The protein-rich bean, in huge demand around the world for foods from edible oil and tofu to feedstocks for both animals and biodiesel plants, is in the grip of a supply scare.
The United States, the single-largest grower and exporter of soy, is forecast to produce a record-large crop of 3.2 billion bushels this year. Harvest starts in the Midwest grain belt in a few weeks.
So why did Chicago Board of Trade soybeans of September delivery reached a two-week high of $11.64-3/4 a bushel on Friday? Because while supply will be big, demand — nervous demand — will be bigger, at least for a while.
“If soybeans are ever going to be tight, it’s right now — it’s this week, it’s next week, into the new crop,” said Dan Cekander, a grain market analyst at brokerage Newedge USA. 
The U.S. soybean marketing year ends on Aug. 31, with the opening of the traditional harvest month of September. On that date, U.S. soybean stocks-on-hand are expected to have fallen to a 32-year low — with more declines seen before harvest can replenish supplies for processors and exporters.

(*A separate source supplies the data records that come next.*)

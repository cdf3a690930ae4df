//! Range reads over the store, cached, with optional statistical analysis

use chrono::{DateTime, Duration, Utc};
use std::sync::Arc;
use tracing::debug;

use crate::analysis::{analyze_series, analyze_trend, SeriesAnalysis, TrendAnalysis};
use crate::domain::metrics::{
    AggregateBucket, IntervalType, MetricName, SeriesPoint, Tags, TimeRange,
};
use crate::infrastructure::log_messages;
use crate::query::cache::{CacheStats, QueryCache, QueryCacheConfig};
use crate::query::request::{QueryRequest, Resolution};
use crate::query::QueryError;
use crate::store::{RangeLimit, StoreError, TimeSeriesStore};

/// A resolved series
#[derive(Debug, Clone, PartialEq)]
pub struct QueryResult {
    pub points: Arc<Vec<SeriesPoint>>,
    /// `None` when the series is raw points
    pub interval: Option<IntervalType>,
    pub from_cache: bool,
}

impl QueryResult {
    /// Distance between adjacent positions of the series
    pub fn step(&self) -> Duration {
        self.interval
            .map_or_else(|| Duration::seconds(1), IntervalType::duration)
    }
}

pub struct QueryEngine {
    store: Arc<dyn TimeSeriesStore>,
    cache: QueryCache,
}

impl QueryEngine {
    pub fn new(store: Arc<dyn TimeSeriesStore>, cache: &QueryCacheConfig) -> Self {
        Self {
            store,
            cache: QueryCache::new(cache),
        }
    }

    pub fn cache_stats(&self) -> CacheStats {
        self.cache.stats()
    }

    /// Resolve and read a series
    ///
    /// An `Auto` request that resolves to raw points but finds more than the
    /// store's raw point limit is answered from one-minute buckets instead.
    pub async fn query(&self, request: &QueryRequest) -> Result<QueryResult, QueryError> {
        self.query_at(request, Utc::now()).await
    }

    async fn query_at(
        &self,
        request: &QueryRequest,
        now: DateTime<Utc>,
    ) -> Result<QueryResult, QueryError> {
        match self.read(request, now).await {
            Err(QueryError::Store(StoreError::RangeTooLarge {
                detail: RangeLimit::Points { max_points },
            })) if request.resolution() == Resolution::Auto && request.interval().is_none() => {
                debug!(
                    metric = %request.metric(),
                    max_points,
                    "{}",
                    log_messages::query::AUTO_RAW_FALLBACK
                );
                let bucketed = request
                    .clone()
                    .with_resolution(Resolution::Interval(IntervalType::OneMinute));
                self.read(&bucketed, now).await
            }
            result => result,
        }
    }

    async fn read(
        &self,
        request: &QueryRequest,
        now: DateTime<Utc>,
    ) -> Result<QueryResult, QueryError> {
        let key = request.key();
        let interval = key.interval;
        let cacheable = !request.is_fresh() && !covers_open_bucket(request, now);

        if cacheable {
            if let Some(points) = self.cache.get(&key) {
                return Ok(QueryResult {
                    points,
                    interval,
                    from_cache: true,
                });
            }
            debug!(metric = %key.metric, "{}", log_messages::query::CACHE_MISS);
        }

        let points = Arc::new(self.store.query(&request.to_series_query()).await?);
        if cacheable {
            self.cache.insert(key, points.clone());
        }
        Ok(QueryResult {
            points,
            interval,
            from_cache: false,
        })
    }

    /// Aggregate buckets for dashboards, never cached
    pub async fn buckets(
        &self,
        metric: &MetricName,
        interval: IntervalType,
        range: &TimeRange,
        tags: &Tags,
    ) -> Result<Vec<AggregateBucket>, QueryError> {
        Ok(self.store.buckets(metric, interval, range, tags).await?)
    }

    /// Summary and trend analysis of the resolved series
    ///
    /// The trend slope is per bucket at the resolved interval and per second
    /// for raw points.
    pub async fn analyze(&self, request: &QueryRequest) -> Result<SeriesAnalysis, QueryError> {
        let result = self.query(request).await?;
        Ok(analyze_series(&result.points, result.step())?)
    }

    pub async fn trend(&self, request: &QueryRequest) -> Result<TrendAnalysis, QueryError> {
        let result = self.query(request).await?;
        Ok(analyze_trend(&result.points, result.step())?)
    }
}

impl std::fmt::Debug for QueryEngine {
    fn fmt(&self, f: &mut std::fmt::Formatter<'_>) -> std::fmt::Result {
        f.debug_struct("QueryEngine")
            .field("cache", &self.cache)
            .finish_non_exhaustive()
    }
}

/// Whether the range reaches into the bucket that is still accumulating
///
/// Raw reads use the one-minute bucket as their open window.
fn covers_open_bucket(request: &QueryRequest, now: DateTime<Utc>) -> bool {
    let width = request.interval().unwrap_or(IntervalType::OneMinute);
    request.range().end() > width.bucket_start(now)
}

#[cfg(test)]
mod tests {
    use super::*;
    use crate::analysis::{AnalysisError, TrendDirection};
    use crate::domain::metrics::{Aggregation, TimeSeriesPoint};
    use crate::store::{InMemoryStore, StoreConfig};

    fn tokens() -> MetricName {
        MetricName::try_new("tokens").unwrap()
    }

    async fn engine_with(points: &[(DateTime<Utc>, f64)]) -> (QueryEngine, Arc<InMemoryStore>) {
        let store = Arc::new(InMemoryStore::default());
        let points: Vec<_> = points
            .iter()
            .map(|(ts, v)| TimeSeriesPoint::new(tokens(), *ts, *v))
            .collect();
        store.write_points(&tokens(), &points).await.unwrap();
        (
            QueryEngine::new(store.clone(), &QueryCacheConfig::default()),
            store,
        )
    }

    fn closed_hour() -> DateTime<Utc> {
        IntervalType::OneHour.bucket_start(Utc::now()) - Duration::hours(3)
    }

    #[tokio::test]
    async fn closed_ranges_are_cached() {
        let start = closed_hour();
        let (engine, store) = engine_with(&[(start, 1.0)]).await;
        let request = QueryRequest::new(
            tokens(),
            TimeRange::new(start, start + Duration::hours(1)).unwrap(),
        )
        .with_resolution(Resolution::Interval(IntervalType::OneHour));

        let first = engine.query(&request).await.unwrap();
        // later writes are invisible until the entry expires
        store
            .write_points(&tokens(), &[TimeSeriesPoint::new(tokens(), start, 5.0)])
            .await
            .unwrap();
        let second = engine.query(&request).await.unwrap();

        assert!(!first.from_cache);
        assert!(second.from_cache);
        assert_eq!(second.points[0].value, 1.0);
        assert_eq!(engine.cache_stats().hits, 1);
    }

    #[tokio::test]
    async fn fresh_requests_bypass_cache() {
        let start = closed_hour();
        let (engine, store) = engine_with(&[(start, 1.0)]).await;
        let request = QueryRequest::new(
            tokens(),
            TimeRange::new(start, start + Duration::hours(1)).unwrap(),
        )
        .with_resolution(Resolution::Interval(IntervalType::OneHour));

        engine.query(&request).await.unwrap();
        store
            .write_points(&tokens(), &[TimeSeriesPoint::new(tokens(), start, 5.0)])
            .await
            .unwrap();
        let fresh = engine.query(&request.clone().fresh()).await.unwrap();

        assert!(!fresh.from_cache);
        assert_eq!(fresh.points[0].value, 6.0);
    }

    #[tokio::test]
    async fn open_bucket_is_never_cached() {
        let now = Utc::now();
        let (engine, _store) = engine_with(&[(now - Duration::seconds(1), 2.0)]).await;
        let request = QueryRequest::new(
            tokens(),
            TimeRange::new(now - Duration::minutes(10), now + Duration::minutes(1)).unwrap(),
        )
        .with_resolution(Resolution::Raw);

        engine.query(&request).await.unwrap();
        let again = engine.query(&request).await.unwrap();

        assert!(!again.from_cache);
        assert_eq!(engine.cache_stats().entries, 0);
    }

    #[tokio::test]
    async fn raw_range_limit_surfaces_to_caller() {
        let (engine, _store) = engine_with(&[]).await;
        let start = closed_hour() - Duration::days(3);
        let request = QueryRequest::new(
            tokens(),
            TimeRange::new(start, start + Duration::days(2)).unwrap(),
        )
        .with_resolution(Resolution::Raw);

        let err = engine.query(&request).await.unwrap_err();
        assert!(matches!(
            err,
            QueryError::Store(StoreError::RangeTooLarge { .. })
        ));
    }

    #[tokio::test]
    async fn analyze_runs_over_resolved_series() {
        let start = closed_hour() - Duration::hours(5);
        let points: Vec<_> = (0..6)
            .map(|i| (start + Duration::hours(i), (i + 1) as f64 * 10.0))
            .collect();
        let (engine, _store) = engine_with(&points).await;
        let request = QueryRequest::new(
            tokens(),
            TimeRange::new(start, start + Duration::hours(6)).unwrap(),
        )
        .with_resolution(Resolution::Interval(IntervalType::OneHour))
        .with_aggregation(Aggregation::Sum);

        let analysis = engine.analyze(&request).await.unwrap();

        assert_eq!(analysis.summary.count, 6);
        assert_eq!(analysis.summary.sum, 210.0);
        assert!((analysis.trend.slope - 10.0).abs() < 1e-9);
    }

    #[tokio::test]
    async fn analyze_of_empty_series_is_an_error() {
        let (engine, _store) = engine_with(&[]).await;
        let start = closed_hour();
        let request = QueryRequest::new(
            tokens(),
            TimeRange::new(start, start + Duration::hours(1)).unwrap(),
        )
        .with_resolution(Resolution::Interval(IntervalType::OneMinute));

        let err = engine.analyze(&request).await.unwrap_err();
        assert!(matches!(err, QueryError::Analysis(AnalysisError::EmptySeries)));
    }

    #[tokio::test]
    async fn trend_over_sparse_buckets_follows_time() {
        let start = closed_hour() - Duration::hours(40);
        let points: Vec<_> = [(0, 10.0), (1, 0.0), (2, 0.0), (3, 0.0), (30, 6.0)]
            .iter()
            .map(|(hour, value)| (start + Duration::hours(*hour), *value))
            .collect();
        let (engine, _store) = engine_with(&points).await;
        let request = QueryRequest::new(
            tokens(),
            TimeRange::new(start, start + Duration::hours(31)).unwrap(),
        )
        .with_resolution(Resolution::Interval(IntervalType::OneHour))
        .with_aggregation(Aggregation::Sum);

        let result = engine.query(&request).await.unwrap();
        let trend = engine.trend(&request).await.unwrap();

        assert_eq!(result.points.len(), 5);
        assert_eq!(trend.direction, TrendDirection::Increasing);
        assert!(trend.slope > 0.0);
    }

    async fn busy_engine(points_per_minute: i64) -> (QueryEngine, TimeRange) {
        let store = Arc::new(InMemoryStore::new(StoreConfig {
            max_raw_points: 50,
            ..StoreConfig::default()
        }));
        let start = closed_hour() - Duration::hours(2);
        let points: Vec<_> = (0..60 * points_per_minute)
            .map(|i| {
                let offset = Duration::seconds(i * 60 / points_per_minute);
                TimeSeriesPoint::new(tokens(), start + offset, 1.0)
            })
            .collect();
        store.write_points(&tokens(), &points).await.unwrap();
        let engine = QueryEngine::new(store, &QueryCacheConfig::default());
        let range = TimeRange::new(start, start + Duration::hours(1)).unwrap();
        (engine, range)
    }

    #[tokio::test]
    async fn auto_falls_back_to_minute_buckets_when_raw_is_too_dense() {
        let (engine, range) = busy_engine(2).await;
        let request = QueryRequest::new(tokens(), range).with_aggregation(Aggregation::Sum);

        let result = engine.query(&request).await.unwrap();

        assert_eq!(result.interval, Some(IntervalType::OneMinute));
        assert_eq!(result.points.len(), 60);
        assert!(result.points.iter().all(|p| p.value == 2.0));
    }

    #[tokio::test]
    async fn explicit_raw_keeps_the_point_limit() {
        let (engine, range) = busy_engine(2).await;
        let request = QueryRequest::new(tokens(), range).with_resolution(Resolution::Raw);

        let err = engine.query(&request).await.unwrap_err();

        assert!(matches!(
            err,
            QueryError::Store(StoreError::RangeTooLarge {
                detail: RangeLimit::Points { max_points: 50 }
            })
        ));
    }
}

“The other problem you have exacerbating the situation is the new-crop maturity is delayed, so the harvest is going to be delayed. So it’s not like you can all of a sudden turn on a lot of new-crop supplies — just because the old-crop marketing year ended,” Cekander told Reuters TV on Friday.

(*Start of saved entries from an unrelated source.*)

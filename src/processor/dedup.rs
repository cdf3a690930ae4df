//! Sliding window of recently seen event ids

use parking_lot::Mutex;
use std::collections::{HashMap, VecDeque};
use std::time::{Duration, Instant};

use crate::domain::events::EventId;

/// Bounded set of event ids seen within the last `window`
///
/// Ids expire once they are older than the window, and the oldest ids are
/// evicted early when `capacity` is reached. Shared by all workers.
#[derive(Debug)]
pub struct DedupWindow {
    window: Duration,
    capacity: usize,
    inner: Mutex<DedupState>,
}

#[derive(Debug, Default)]
struct DedupState {
    seen: HashMap<EventId, Instant>,
    order: VecDeque<(EventId, Instant)>,
}

impl DedupState {
    /// Drop expired ids, then the oldest ones until fewer than `limit` remain
    fn evict(&mut self, now: Instant, window: Duration, limit: usize) {
        while let Some((id, seen_at)) = self.order.front() {
            let expired = now.saturating_duration_since(*seen_at) > window;
            if !expired && self.seen.len() < limit {
                break;
            }
            // only drop the map entry if it still refers to this observation
            if self.seen.get(id) == Some(seen_at) {
                self.seen.remove(id);
            }
            self.order.pop_front();
        }
    }
}

impl DedupWindow {
    pub fn new(window: Duration, capacity: usize) -> Self {
        Self {
            window,
            capacity: capacity.max(1),
            inner: Mutex::new(DedupState::default()),
        }
    }

    /// Record `id`; returns `false` if it was already seen within the window
    pub fn observe(&self, id: &EventId) -> bool {
        self.observe_at(id, Instant::now())
    }

    pub fn observe_at(&self, id: &EventId, now: Instant) -> bool {
        let mut state = self.inner.lock();
        state.evict(now, self.window, usize::MAX);
        if state.seen.contains_key(id) {
            return false;
        }
        state.evict(now, self.window, self.capacity);
        state.seen.insert(id.clone(), now);
        state.order.push_back((id.clone(), now));
        true
    }

    pub fn len(&self) -> usize {
        self.inner.lock().seen.len()
    }

    pub fn is_empty(&self) -> bool {
        self.len() == 0
    }
}
//! Ingestion boundary: the bounded queue between event producers and the processor

pub mod queue;

pub use queue::{IngestionQueue, QueueFullError, QueueStats};
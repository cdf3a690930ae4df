//! Property-based tests for aggregation invariants
//!
//! These tests check that bucket state is independent of delivery count,
//! batch order and the interval it is read at.

mod aggregation_invariants;

use chat_analytics::domain::metrics::{MetricName, Tags, TimeSeriesPoint};
use chrono::{DateTime, Duration, TimeZone, Utc};
use proptest::prelude::*;

// Property test generators
pub mod generators {
    use super::*;

    pub fn base_time() -> DateTime<Utc> {
        Utc.with_ymd_and_hms(2024, 6, 1, 0, 0, 0).unwrap()
    }

    pub fn metric() -> MetricName {
        MetricName::try_new("tokens").unwrap()
    }

    /// Integer-valued samples keep float sums exact under reordering
    pub fn point_in_day() -> impl Strategy<Value = TimeSeriesPoint> {
        (0i64..86_400, 0u32..10_000, prop::sample::select(vec!["gpt-4o", "claude"]))
            .prop_map(|(offset, value, model)| {
                TimeSeriesPoint::new(metric(), base_time() + Duration::seconds(offset), value as f64)
                    .with_tags(Tags::new().with("model", model))
            })
    }

    pub fn points() -> impl Strategy<Value = Vec<TimeSeriesPoint>> {
        prop::collection::vec(point_in_day(), 1..200)
    }
}

pub fn runtime() -> tokio::runtime::Runtime {
    tokio::runtime::Builder::new_current_thread()
        .enable_all()
        .build()
        .unwrap()
}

Active soy harvest in the central Midwest — Illinois and Iowa alone produce a third of all U.S. soybeans — is not expected until the third or fourth week in September.

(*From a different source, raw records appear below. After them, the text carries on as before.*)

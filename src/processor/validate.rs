//! First pipeline stage: reject malformed, future-dated and duplicate events

use chrono::{DateTime, Utc};
use serde::{Deserialize, Serialize};
use std::fmt;
use std::sync::Arc;
use std::time::Duration;
use thiserror::Error;

use crate::domain::events::{Event, EventId, EventKind};
use crate::processor::dedup::DedupWindow;

#[derive(Debug, Clone, PartialEq, Eq, Error)]
pub enum ValidationError {
    #[error("Event {event_id} is missing required field '{field}'")]
    MissingField {
        event_id: EventId,
        field: &'static str,
    },

    #[error("Event {event_id} timestamp {timestamp} is in the future (now {now})")]
    FutureTimestamp {
        event_id: EventId,
        timestamp: DateTime<Utc>,
        now: DateTime<Utc>,
    },

    #[error("Event {event_id} was already processed")]
    Duplicate { event_id: EventId },
}

/// Counter key for rejected events
#[derive(Debug, Clone, Copy, PartialEq, Eq, Hash, Serialize, Deserialize)]
#[serde(rename_all = "snake_case")]
pub enum RejectionReason {
    MissingField,
    FutureTimestamp,
    Duplicate,
}

impl fmt::Display for RejectionReason {
    fn fmt(&self, f: &mut fmt::Formatter<'_>) -> fmt::Result {
        let reason = match self {
            Self::MissingField => "missing_field",
            Self::FutureTimestamp => "future_timestamp",
            Self::Duplicate => "duplicate",
        };
        f.write_str(reason)
    }
}

impl ValidationError {
    pub fn reason(&self) -> RejectionReason {
        match self {
            Self::MissingField { .. } => RejectionReason::MissingField,
            Self::FutureTimestamp { .. } => RejectionReason::FutureTimestamp,
            Self::Duplicate { .. } => RejectionReason::Duplicate,
        }
    }

    pub fn event_id(&self) -> &EventId {
        match self {
            Self::MissingField { event_id, .. }
            | Self::FutureTimestamp { event_id, .. }
            | Self::Duplicate { event_id } => event_id,
        }
    }
}

/// Stateless checks: required fields and timestamp bound
///
/// Used at the ingestion boundary so callers get validation errors
/// synchronously; the processor repeats them before consulting the dedup window.
pub fn check_event(
    event: &Event,
    now: DateTime<Utc>,
    max_clock_skew: Duration,
) -> Result<(), ValidationError> {
    let missing = |field| ValidationError::MissingField {
        event_id: event.id().clone(),
        field,
    };

    match event.kind() {
        EventKind::ConversationCreated(_) | EventKind::MessageSent(_) => {
            if event.conversation_id().is_none() {
                return Err(missing("conversationId"));
            }
        }
        EventKind::TokenUsage(usage) => {
            if usage.model.trim().is_empty() {
                return Err(missing("payload.model"));
            }
        }
        EventKind::UserActivity(activity) => {
            if event.user_id().is_none() {
                return Err(missing("userId"));
            }
            if activity.action.trim().is_empty() {
                return Err(missing("payload.action"));
            }
        }
    }

    let skew = chrono::Duration::from_std(max_clock_skew).unwrap_or_else(|_| chrono::Duration::zero());
    if event.timestamp() > now + skew {
        return Err(ValidationError::FutureTimestamp {
            event_id: event.id().clone(),
            timestamp: event.timestamp(),
            now,
        });
    }

    Ok(())
}

/// Full validation including the shared dedup window
#[derive(Debug, Clone)]
pub struct Validator {
    dedup: Arc<DedupWindow>,
    max_clock_skew: Duration,
}

impl Validator {
    pub fn new(dedup: Arc<DedupWindow>, max_clock_skew: Duration) -> Self {
        Self {
            dedup,
            max_clock_skew,
        }
    }

    /// Validate and, if accepted, record the event id as seen
    ///
    /// The dedup check runs last so rejected events never occupy the window.
    pub fn validate(&self, event: &Event, now: DateTime<Utc>) -> Result<(), ValidationError> {
        check_event(event, now, self.max_clock_skew)?;
        if !self.dedup.observe(event.id()) {
            return Err(ValidationError::Duplicate {
                event_id: event.id().clone(),
            });
        }
        Ok(())
    }

    pub fn dedup(&self) -> &Arc<DedupWindow> {
        &self.dedup
    }
}

#[cfg(test)]
mod tests {
    use super::*;
    use crate::domain::events::{
        ConversationCreated, ConversationId, TokenUsage, UserActivity, UserId,
    };

    fn validator() -> Validator {
        Validator::new(
            Arc::new(DedupWindow::new(Duration::from_secs(600), 1000)),
            Duration::from_secs(5),
        )
    }

    fn created(id: &str, timestamp: DateTime<Utc>) -> Event {
        Event::new(
            EventId::try_new(id).unwrap(),
            timestamp,
            EventKind::ConversationCreated(ConversationCreated::default()),
        )
        .with_conversation(ConversationId::try_new("conv").unwrap())
    }

    #[test]
    fn accepts_well_formed_event_once() {
        let validator = validator();
        let now = Utc::now();
        let event = created("e-1", now);

        assert!(validator.validate(&event, now).is_ok());
        let err = validator.validate(&event, now).unwrap_err();
        assert_eq!(err.reason(), RejectionReason::Duplicate);
        assert_eq!(err.event_id().as_ref(), "e-1");
    }

    #[test]
    fn rejects_missing_conversation() {
        let now = Utc::now();
        let event = Event::new(
            EventId::try_new("e-2").unwrap(),
            now,
            EventKind::ConversationCreated(ConversationCreated::default()),
        );
        let err = check_event(&event, now, Duration::ZERO).unwrap_err();
        assert_eq!(
            err,
            ValidationError::MissingField {
                event_id: EventId::try_new("e-2").unwrap(),
                field: "conversationId",
            }
        );
    }

    #[test]
    fn rejects_activity_without_user() {
        let now = Utc::now();
        let event = Event::new(
            EventId::try_new("e-3").unwrap(),
            now,
            EventKind::UserActivity(UserActivity {
                action: "login".to_string(),
                session_seconds: None,
                messages_in_session: None,
            }),
        );
        assert_eq!(
            check_event(&event, now, Duration::ZERO).unwrap_err().reason(),
            RejectionReason::MissingField
        );

        let with_user = event.with_user(UserId::try_new("u").unwrap());
        assert!(check_event(&with_user, now, Duration::ZERO).is_ok());
    }

    #[test]
    fn rejects_blank_model() {
        let now = Utc::now();
        let event = Event::new(
            EventId::try_new("e-4").unwrap(),
            now,
            EventKind::TokenUsage(TokenUsage {
                model: "  ".to_string(),
                prompt_tokens: 1,
                completion_tokens: 1,
            }),
        );
        assert!(check_event(&event, now, Duration::ZERO).is_err());
    }

    #[test]
    fn future_timestamps_beyond_skew_are_rejected() {
        let now = Utc::now();
        let skew = Duration::from_secs(5);

        let within = created("e-5", now + chrono::Duration::seconds(4));
        assert!(check_event(&within, now, skew).is_ok());

        let beyond = created("e-6", now + chrono::Duration::seconds(6));
        assert_eq!(
            check_event(&beyond, now, skew).unwrap_err().reason(),
            RejectionReason::FutureTimestamp
        );
    }

    #[test]
    fn rejected_events_do_not_enter_dedup_window() {
        let validator = validator();
        let now = Utc::now();
        let future = created("e-7", now + chrono::Duration::hours(1));
        assert!(validator.validate(&future, now).is_err());
        assert!(validator.dedup().is_empty());

        let corrected = created("e-7", now);
        assert!(validator.validate(&corrected, now).is_ok());
    }
}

So U.S. cash soybean prices soared last week as exporters and processors kept battling over dwindling old-crop supplies. Exporters at New Orleans were bidding as much as $2.10 per bushel over CBOT November futures prices to draw in soybeans on Friday, up from a premium of $1.35 over a week earlier.
Processors tried to compete but many continued to be forced to take extended “down time” for lack of bean supplies to crush into soybean meal, a popular high-protein livestock feed, and oil. Some Midwest brokers were quoting prices of up to $100 per ton above CBOT September futures for loaded railcars.
“What that tells you is that there are end users right now paying prices as high as they paid at the very height of the bull market a year ago in 2008″ for soymeal, Cekander said. 
Driving the strength in prices continues to be China’s torrid buying. But a drop in temperatures this week in the Midwest also sent a shiver through traders fearing an early frost that might cut yields in soybeans.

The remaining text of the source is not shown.